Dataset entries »
*** Block opens ***

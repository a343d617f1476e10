//! Error types for tool descriptor construction and argument validation.

use serde::{Serialize, Serializer};
use serde_json::Value;
use thiserror::Error;

/// Errors returned while constructing tool registry domain values.
#[derive(Debug, Clone, Error, PartialEq, Eq)]
pub enum ToolRegistryDomainError {
    /// The tool name is empty after trimming.
    #[error("tool name must not be empty")]
    EmptyToolName,

    /// The tool name contains characters outside `[A-Za-z0-9_-]`.
    #[error(
        "tool name '{0}' contains invalid characters (only ASCII letters, digits, '_' and '-' allowed)"
    )]
    InvalidToolName(String),

    /// The tool name exceeds the 64-character limit.
    #[error("tool name exceeds 64 character limit: {0}")]
    ToolNameTooLong(String),

    /// A tool description is empty after trimming.
    #[error("tool description must not be empty")]
    EmptyToolDescription,

    /// A schema property name is empty after trimming.
    #[error("schema property name must not be empty")]
    EmptyPropertyName,

    /// The same property was declared twice.
    #[error("schema property '{0}' is declared more than once")]
    DuplicateProperty(String),

    /// An enum constraint was declared without members.
    #[error("schema property '{0}' declares an empty enum")]
    EmptyEnum(String),

    /// A declared default does not satisfy the property's own constraints.
    #[error("default for schema property '{property}' is invalid: {reason}")]
    InvalidDefault {
        /// Property name.
        property: String,
        /// Which constraint the default violates.
        reason: String,
    },
}

/// A single reason why tool arguments were rejected.
#[derive(Debug, Clone, Error, PartialEq)]
pub enum SchemaViolation {
    /// A required property is absent or `null`.
    #[error("missing required argument '{0}'")]
    MissingRequired(String),

    /// A property is not declared by the schema.
    #[error("unexpected argument '{0}'")]
    UnknownProperty(String),

    /// A property has the wrong JSON type.
    #[error("argument '{property}' must be of type {expected}")]
    TypeMismatch {
        /// Property name.
        property: String,
        /// Expected JSON type name.
        expected: &'static str,
    },

    /// A property value is not one of the allowed enum members.
    #[error("argument '{property}' must be one of {allowed}")]
    NotInEnum {
        /// Property name.
        property: String,
        /// Allowed members rendered as JSON.
        allowed: String,
    },

    /// A numeric property is outside its declared bounds.
    #[error("argument '{property}' is out of range: {value}")]
    OutOfRange {
        /// Property name.
        property: String,
        /// Offending value.
        value: Value,
    },
}

impl Serialize for SchemaViolation {
    fn serialize<S: Serializer>(&self, serializer: S) -> Result<S::Ok, S::Error> {
        serializer.collect_str(self)
    }
}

*** Block closes ***

What the task asks »
Search the records for the word "members". Copy every line that has it.

Solution to this problem »
    /// An enum constraint was declared without members.
    /// A property value is not one of the allowed enum members.
        /// Allowed members rendered as JSON.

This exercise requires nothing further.